▽

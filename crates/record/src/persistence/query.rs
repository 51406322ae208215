//! Record queries

use std::sync::Arc;

use crate::model::ModelDefinition;
use crate::storage::{Condition, OrderDirection, Query};
use crate::value::Value;

/// A storage query bound to the model its rows are loaded into
#[derive(Debug, Clone)]
pub struct ActiveQuery {
    definition: Arc<ModelDefinition>,
    query: Query,
}

impl ActiveQuery {
    pub fn new(definition: &Arc<ModelDefinition>) -> Self {
        Self {
            query: Query::table(definition.table()),
            definition: Arc::clone(definition),
        }
    }

    pub fn definition(&self) -> &Arc<ModelDefinition> {
        &self.definition
    }

    pub fn query(&self) -> &Query {
        &self.query
    }

    /// Replace the underlying query; the table stays the model's table
    pub fn with_query(mut self, query: Query) -> Self {
        self.query = Query {
            table: self.definition.table().to_string(),
            ..query
        };
        self
    }

    pub fn filter(mut self, condition: Condition) -> Self {
        self.query = self.query.filter(condition);
        self
    }

    pub fn where_eq(mut self, column: &str, value: impl Into<Value>) -> Self {
        self.query = self.query.where_eq(column, value);
        self
    }

    pub fn order_by(mut self, column: &str) -> Self {
        self.query = self.query.order_by(column);
        self
    }

    pub fn order_by_desc(mut self, column: &str) -> Self {
        self.query = self.query.order_by_desc(column);
        self
    }

    pub fn add_order_by(mut self, column: &str, direction: OrderDirection) -> Self {
        self.query = self.query.add_order_by(column, direction);
        self
    }

    pub fn limit(mut self, limit: u64) -> Self {
        self.query = self.query.limit(limit);
        self
    }

    pub fn offset(mut self, offset: u64) -> Self {
        self.query = self.query.offset(offset);
        self
    }
}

△

Problem statement: Set down, word for word, the line that contains "self.query = Query" and all lines after it up to the end of the listing.

Your response:
        self.query = Query {
            table: self.definition.table().to_string(),
            ..query
        };
        self
    }

    pub fn filter(mut self, condition: Condition) -> Self {
        self.query = self.query.filter(condition);
        self
    }

    pub fn where_eq(mut self, column: &str, value: impl Into<Value>) -> Self {
        self.query = self.query.where_eq(column, value);
        self
    }

    pub fn order_by(mut self, column: &str) -> Self {
        self.query = self.query.order_by(column);
        self
    }

    pub fn order_by_desc(mut self, column: &str) -> Self {
        self.query = self.query.order_by_desc(column);
        self
    }

    pub fn add_order_by(mut self, column: &str, direction: OrderDirection) -> Self {
        self.query = self.query.add_order_by(column, direction);
        self
    }

    pub fn limit(mut self, limit: u64) -> Self {
        self.query = self.query.limit(limit);
        self
    }

    pub fn offset(mut self, offset: u64) -> Self {
        self.query = self.query.offset(offset);
        self
    }
}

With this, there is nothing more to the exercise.